Ideally, careful consideration and discussion should lead to an end-of-life scenario where the health care agent faithfully carries out the medical directives of the patient. Nevertheless, in spite of the appropriateness of and need for the advance directive, it is not without difficulties. The primary clinical difficulties with the directive are the way that a health care agent is chosen and the manner in which that individual carries out the duties of being the agent. The latter of these situations can be particularly disturbing in that the health care agent may be making medical decisions that are at variance with the known wishes of the patient. This type of scenario often creates considerable strife among family members. Given the gray zones of medicine, it should not come as a surprise that “a patient’s best interest” may be hard to delineate, and that it may be very difficult to remove the individual who was actually appointed as health care agent.

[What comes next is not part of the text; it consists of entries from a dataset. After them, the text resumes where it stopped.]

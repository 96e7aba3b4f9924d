//! Error types for the core domain.

use thiserror::Error;

/// Core domain error type.
#[derive(Debug, Error)]
pub enum Error {
    #[error("invalid hex: {0}")]
    InvalidHex(String),

    #[error("unknown sync status: {0}")]
    UnknownStatus(String),

    #[error("invalid sync status transition: {from} -> {to}")]
    InvalidStateTransition { from: String, to: String },

    #[error("invalid notification payload: {0}")]
    InvalidNotification(String),

    #[error("invalid compiler settings: {0}")]
    InvalidSettings(String),
}

/// Result type alias for core operations.
pub type Result<T> = std::result::Result<T, Error>;
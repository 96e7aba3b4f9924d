//! In-memory notification feed.

#![allow(dead_code)]

use async_trait::async_trait;
use tokio::sync::mpsc;
use versync_store::{NotificationFeed, StoreError, StoreResult};

/// Feed fed through a channel; dropping the sender breaks the feed.
pub struct ChannelFeed {
    rx: mpsc::UnboundedReceiver<String>,
}

pub fn channel_feed() -> (mpsc::UnboundedSender<String>, Box<dyn NotificationFeed>) {
    let (tx, rx) = mpsc::unbounded_channel();
    (tx, Box::new(ChannelFeed { rx }))
}

#[async_trait]
impl NotificationFeed for ChannelFeed {
    async fn recv(&mut self) -> StoreResult<String> {
        self.rx.recv().await.ok_or_else(|| {
            StoreError::Io(std::io::Error::new(
                std::io::ErrorKind::ConnectionReset,
                "notification connection lost",
            ))
        })
    }

    async fn close(&mut self) -> StoreResult<()> {
        self.rx.close();
        Ok(())
    }
}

For example, in New York State the law grants the health care agent particularly broad powers, and the agent may only be removed from decision-making authority if he is not acting in the patient’s best interest. In addition, removal of the appointed agent may require a legal ruling: an ordeal that a family may not wish undertake during such a stressful time. Perhaps if the health care agent knows the patient’s prior wishes (an issue that should have been broached in the discussion of accepting the appointment) and chooses not to follow them, then the agent should consider recusing himself as the appointed agent. But this is a matter of ethics to which only the health care agent can attend.

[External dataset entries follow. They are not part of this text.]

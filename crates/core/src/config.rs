//! Configuration types shared across crates.

use crate::retry::RetryPolicy;
use serde::{Deserialize, Serialize};
use std::path::PathBuf;
use std::time::Duration;

/// PostgreSQL SSL mode configuration.
#[derive(Clone, Copy, Debug, Default, Serialize, Deserialize, PartialEq, Eq)]
#[serde(rename_all = "lowercase")]
pub enum PgSslMode {
    /// Disable SSL/TLS entirely.
    Disable,
    /// Prefer SSL/TLS but allow unencrypted connections (default).
    #[default]
    Prefer,
    /// Require SSL/TLS for all connections.
    Require,
}

/// Relational store configuration.
#[derive(Clone, Debug, Serialize, Deserialize)]
#[serde(tag = "type", rename_all = "lowercase")]
pub enum DatabaseConfig {
    /// SQLite database (development and tests only, no notification feed).
    Sqlite {
        /// Database file path.
        path: PathBuf,
    },
    /// PostgreSQL database.
    Postgres {
        /// Connection URL (optional if using individual fields).
        /// Takes precedence over individual fields if both are provided.
        url: Option<String>,
        /// Database host.
        host: Option<String>,
        /// Database port (default: 5432).
        #[serde(default = "default_pg_port")]
        port: Option<u16>,
        /// Database username.
        username: Option<String>,
        /// Database password.
        /// WARNING: Prefer VERSYNC_SOURCE__PASSWORD / VERSYNC_TARGET__PASSWORD over the file.
        password: Option<String>,
        /// Database name.
        database: Option<String>,
        /// SSL mode for connections.
        ssl_mode: Option<PgSslMode>,
        /// Schema holding the contract tables. Applied as the connection
        /// `search_path`, never spliced into query text.
        #[serde(default = "default_schema")]
        schema: String,
        /// Maximum connections in the pool.
        #[serde(default = "default_max_connections")]
        max_connections: u32,
        /// Statement timeout in milliseconds.
        #[serde(default = "default_statement_timeout_ms")]
        statement_timeout_ms: Option<u64>,
    },
}

fn default_pg_port() -> Option<u16> {
    Some(5432)
}

fn default_schema() -> String {
    "public".to_string()
}

fn default_max_connections() -> u32 {
    10
}

fn default_statement_timeout_ms() -> Option<u64> {
    Some(300_000) // 5 minutes
}

impl Default for DatabaseConfig {
    fn default() -> Self {
        Self::Sqlite {
            path: PathBuf::from("./data/contracts.db"),
        }
    }
}

impl DatabaseConfig {
    /// Validate database configuration invariants.
    pub fn validate(&self) -> Result<(), String> {
        match self {
            DatabaseConfig::Sqlite { .. } => Ok(()),
            DatabaseConfig::Postgres {
                url,
                host,
                database,
                schema,
                max_connections,
                ..
            } => {
                if *max_connections == 0 {
                    return Err("postgres max_connections must be at least 1".to_string());
                }
                if !is_valid_schema_name(schema) {
                    return Err(format!("invalid postgres schema name: {schema:?}"));
                }
                match (url.as_ref(), host.as_ref(), database.as_ref()) {
                    (Some(_), _, _) => Ok(()),
                    (None, Some(_), Some(_)) => Ok(()),
                    (None, None, _) => Err(
                        "postgres config requires either 'url' or 'host' + 'database'".to_string(),
                    ),
                    (None, Some(_), None) => Err(
                        "postgres config requires 'database' when using individual fields"
                            .to_string(),
                    ),
                }
            }
        }
    }
}

/// Schema names end up in the connection `search_path`; keep them to plain identifiers.
fn is_valid_schema_name(schema: &str) -> bool {
    let mut chars = schema.chars();
    match chars.next() {
        Some(c) if c.is_ascii_alphabetic() || c == '_' => {}
        _ => return false,
    }
    schema.len() <= 63 && chars.all(|c| c.is_ascii_alphanumeric() || c == '_')
}

/// Checkpoint persistence configuration.
#[derive(Clone, Debug, Serialize, Deserialize)]
pub struct CheckpointConfig {
    /// Directory holding one cursor file per pipeline.
    #[serde(default = "default_checkpoint_dir")]
    pub dir: PathBuf,
}

fn default_checkpoint_dir() -> PathBuf {
    PathBuf::from("./data/checkpoints")
}

impl Default for CheckpointConfig {
    fn default() -> Self {
        Self {
            dir: default_checkpoint_dir(),
        }
    }
}

/// Batch loop configuration, shared by the replicate and push pipelines.
#[derive(Clone, Debug, Serialize, Deserialize)]
pub struct BatchConfig {
    /// Rows fetched per batch.
    pub batch_size: u32,
    /// Rows of one batch processed concurrently.
    pub concurrency: usize,
    /// Fixed delay after each processed row, in milliseconds.
    #[serde(default)]
    pub item_delay_ms: u64,
    /// Provenance tags (`created_by`) eligible for the scan.
    pub created_by: Vec<String>,
}

impl BatchConfig {
    /// Defaults for database-to-database replication: parallel, no delay.
    pub fn replicate_defaults() -> Self {
        Self {
            batch_size: 200,
            concurrency: 10,
            item_delay_ms: 0,
            created_by: vec!["sourcify".to_string()],
        }
    }

    /// Defaults for paths that call the rate-limited verification API:
    /// sequential with a fixed inter-request delay.
    pub fn push_defaults() -> Self {
        Self {
            batch_size: 50,
            concurrency: 1,
            item_delay_ms: 100,
            created_by: vec!["routescan".to_string()],
        }
    }

    /// Get the inter-item delay as a Duration.
    pub fn item_delay(&self) -> Duration {
        Duration::from_millis(self.item_delay_ms)
    }

    /// Validate batch configuration invariants.
    pub fn validate(&self) -> Result<(), String> {
        if self.batch_size == 0 {
            return Err("batch_size must be at least 1".to_string());
        }
        if self.concurrency == 0 {
            return Err("concurrency must be at least 1".to_string());
        }
        if self.created_by.is_empty() {
            return Err("created_by must list at least one provenance tag".to_string());
        }
        Ok(())
    }
}

fn default_replicate() -> BatchConfig {
    BatchConfig::replicate_defaults()
}

fn default_push() -> BatchConfig {
    BatchConfig::push_defaults()
}

/// Notification forwarder configuration.
#[derive(Clone, Debug, Serialize, Deserialize)]
pub struct ForwardConfig {
    /// Notification channel to subscribe to.
    #[serde(default = "default_channel")]
    pub channel: String,
    /// Provenance tag written by this system; matching notifications are dropped.
    #[serde(default = "default_self_provenance")]
    pub self_provenance: String,
    /// Upper bound for handling one notification.
    #[serde(default = "default_handler_timeout_secs")]
    pub handler_timeout_secs: u64,
}

fn default_channel() -> String {
    "new_verified_contract".to_string()
}

fn default_self_provenance() -> String {
    "sourcify".to_string()
}

fn default_handler_timeout_secs() -> u64 {
    60
}

impl Default for ForwardConfig {
    fn default() -> Self {
        Self {
            channel: default_channel(),
            self_provenance: default_self_provenance(),
            handler_timeout_secs: default_handler_timeout_secs(),
        }
    }
}

impl ForwardConfig {
    /// Get the handler timeout as a Duration.
    pub fn handler_timeout(&self) -> Duration {
        Duration::from_secs(self.handler_timeout_secs)
    }
}

/// External verification API configuration.
#[derive(Clone, Debug, Serialize, Deserialize)]
pub struct VerifierConfig {
    /// Base URL of the verification server (paths are appended to it).
    #[serde(default = "default_base_url")]
    pub base_url: String,
    /// Per-request timeout in seconds.
    #[serde(default = "default_request_timeout_secs")]
    pub request_timeout_secs: u64,
    /// Retry policy for transient failures.
    #[serde(default)]
    pub retry: RetryPolicy,
}

fn default_base_url() -> String {
    "https://sourcify.dev/server".to_string()
}

fn default_request_timeout_secs() -> u64 {
    30
}

impl Default for VerifierConfig {
    fn default() -> Self {
        Self {
            base_url: default_base_url(),
            request_timeout_secs: default_request_timeout_secs(),
            retry: RetryPolicy::default(),
        }
    }
}

impl VerifierConfig {
    /// Get the request timeout as a Duration.
    pub fn request_timeout(&self) -> Duration {
        Duration::from_secs(self.request_timeout_secs)
    }
}

/// Log output format.
#[derive(Clone, Copy, Debug, Default, Serialize, Deserialize, PartialEq, Eq)]
#[serde(rename_all = "lowercase")]
pub enum LogFormat {
    /// Human-readable lines (development).
    #[default]
    Pretty,
    /// One JSON object per line (production).
    Json,
}

/// Logging configuration.
#[derive(Clone, Debug, Serialize, Deserialize)]
pub struct LogConfig {
    /// Default filter directive when `RUST_LOG` is unset.
    #[serde(default = "default_log_level")]
    pub level: String,
    /// Output format.
    #[serde(default)]
    pub format: LogFormat,
}

fn default_log_level() -> String {
    "info".to_string()
}

impl Default for LogConfig {
    fn default() -> Self {
        Self {
            level: default_log_level(),
            format: LogFormat::default(),
        }
    }
}

/// Complete application configuration.
#[derive(Clone, Debug, Serialize, Deserialize)]
pub struct AppConfig {
    /// Store the pipelines read from (and the one holding sync status).
    pub source: DatabaseConfig,
    /// Store the replicator writes to. Only required by `replicate`.
    pub target: Option<DatabaseConfig>,
    /// Checkpoint persistence.
    #[serde(default)]
    pub checkpoint: CheckpointConfig,
    /// Database-to-database replication loop.
    #[serde(default = "default_replicate")]
    pub replicate: BatchConfig,
    /// Database-to-API push loop.
    #[serde(default = "default_push")]
    pub push: BatchConfig,
    /// Notification forwarder.
    #[serde(default)]
    pub forward: ForwardConfig,
    /// External verification API.
    #[serde(default)]
    pub verifier: VerifierConfig,
    /// Logging.
    #[serde(default)]
    pub log: LogConfig,
}

impl AppConfig {
    /// Create a test configuration with sensible defaults.
    ///
    /// **For testing only.** Uses SQLite stores under `./data`.
    pub fn for_testing() -> Self {
        Self {
            source: DatabaseConfig::default(),
            target: Some(DatabaseConfig::Sqlite {
                path: PathBuf::from("./data/target.db"),
            }),
            checkpoint: CheckpointConfig::default(),
            replicate: BatchConfig::replicate_defaults(),
            push: BatchConfig::push_defaults(),
            forward: ForwardConfig::default(),
            verifier: VerifierConfig::default(),
            log: LogConfig::default(),
        }
    }

    /// Validate the whole configuration.
    pub fn validate(&self) -> Result<(), String> {
        self.source
            .validate()
            .map_err(|e| format!("source: {e}"))?;
        if let Some(target) = &self.target {
            target.validate().map_err(|e| format!("target: {e}"))?;
        }
        self.replicate
            .validate()
            .map_err(|e| format!("replicate: {e}"))?;
        self.push.validate().map_err(|e| format!("push: {e}"))?;
        self.verifier
            .retry
            .validate()
            .map_err(|e| format!("verifier.retry: {e}"))?;
        Ok(())
    }
}

#[cfg(test)]
mod tests {
    use super::*;

    #[test]
    fn test_batch_defaults_differ_per_pipeline() {
        let replicate = BatchConfig::replicate_defaults();
        let push = BatchConfig::push_defaults();
        assert!(replicate.concurrency > 1);
        assert_eq!(replicate.item_delay_ms, 0);
        assert_eq!(push.concurrency, 1, "API path must default to sequential");
        assert_eq!(push.item_delay(), Duration::from_millis(100));
    }

    #[test]
    fn test_postgres_config_requires_host_and_database() {
        let json = r#"{"type":"postgres","host":"db.internal"}"#;
        let config: DatabaseConfig = serde_json::from_str(json).unwrap();
        assert!(config.validate().is_err());

        let json = r#"{"type":"postgres","host":"db.internal","database":"vera"}"#;
        let config: DatabaseConfig = serde_json::from_str(json).unwrap();
        config.validate().unwrap();

        match config {
            DatabaseConfig::Postgres {
                port,
                schema,
                max_connections,
                ..
            } => {
                assert_eq!(port, Some(5432));
                assert_eq!(schema, "public");
                assert_eq!(max_connections, 10);
            }
            _ => panic!("expected postgres config"),
        }
    }

    #[test]
    fn test_postgres_schema_name_is_validated() {
        let config = DatabaseConfig::Postgres {
            url: Some("postgres://localhost/vera".to_string()),
            host: None,
            port: None,
            username: None,
            password: None,
            database: None,
            ssl_mode: None,
            schema: "public; DROP TABLE code".to_string(),
            max_connections: 4,
            statement_timeout_ms: None,
        };
        assert!(config.validate().is_err());
        assert!(is_valid_schema_name("vera_v2"));
        assert!(!is_valid_schema_name("2vera"));
        assert!(!is_valid_schema_name(""));
    }

    #[test]
    fn test_app_config_minimal_json() {
        let json = r#"{"source":{"type":"sqlite","path":"/tmp/src.db"}}"#;
        let config: AppConfig = serde_json::from_str(json).unwrap();
        assert!(config.target.is_none());
        assert_eq!(config.forward.channel, "new_verified_contract");
        assert_eq!(config.forward.self_provenance, "sourcify");
        assert_eq!(config.replicate.created_by, vec!["sourcify".to_string()]);
        assert_eq!(config.push.created_by, vec!["routescan".to_string()]);
        assert_eq!(config.log.format, LogFormat::Pretty);
        config.validate().unwrap();
    }

    #[test]
    fn test_batch_config_rejects_zero_concurrency() {
        let mut config = BatchConfig::replicate_defaults();
        config.concurrency = 0;
        assert!(config.validate().is_err());
    }
}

The other situation, mentioned above, was that of choosing a health care agent. In many families, this process never occurs, and the patient may develop a medical condition requiring immediate hospitalization and intense care. If the patient has not made her wishes known in the past and cannot speak for herself now, then none of the members of the family have any distinct prior knowledge of any preferences regarding medical decisions.

There is always a possibility, though, that a patient will regain consciousness and recover a measure of decisional capacity, and appoint a specific individual as her health care agent. The appointment of a health care agent is felt to require only a low level of decisional capacity (as compared with the decision to undergo organ transplantation, which normally would require a very high level of such capacity). Consequently, this appointment is accomplished with relative ease. The patient need only to understand and to identify the proposed health care agent, and the agent need only accept the responsibility. When this happens in New York, the doctor is now obligated to follow the directive of the newly-appointed health care agent, who—possibly—may have no prior knowledge of the patient’s end-of-life medical desires.

This is a curious ethical dilemma for the medical team and the ethicist. Prior to the appointment, the medical team was making medical decisions on the basis of benefits and burdens, efficacy, and medical appropriateness—all from a medical perspective. After the appointment, the team is now following the directives of an individual who is operating (at best) from a substituted judgment perspective, and (at worst) from a best interest level. The law grants authority to the health care agent, but does not require knowledge. The ethics literature is starting to emphasize the dichotomy of the agent making a decision that the patient would have made (substituted judgment) as juxtaposed against a decision that the agent alleges that the patient might choose on a purely medical basis (best interest). This is a very important differentiation, and in allowing the hegemony of the health care agent, the distinction may become blurred.

Even in recognizing the above problems, I strongly suggest that anyone without an advance directive should remedy the situation. Joint decision-making is the current medical-legal standard. Medical decisions between the patient, the family, and the doctor are often made at the bedside as a medical crisis unfolds. Advance directive decisions between the patient and the family should be made at the fireside in the comfort of one’s home before a medical crisis develops. Even though potential difficulties exist, the advance directive is the best way to memorialize your end-of-life medical preferences.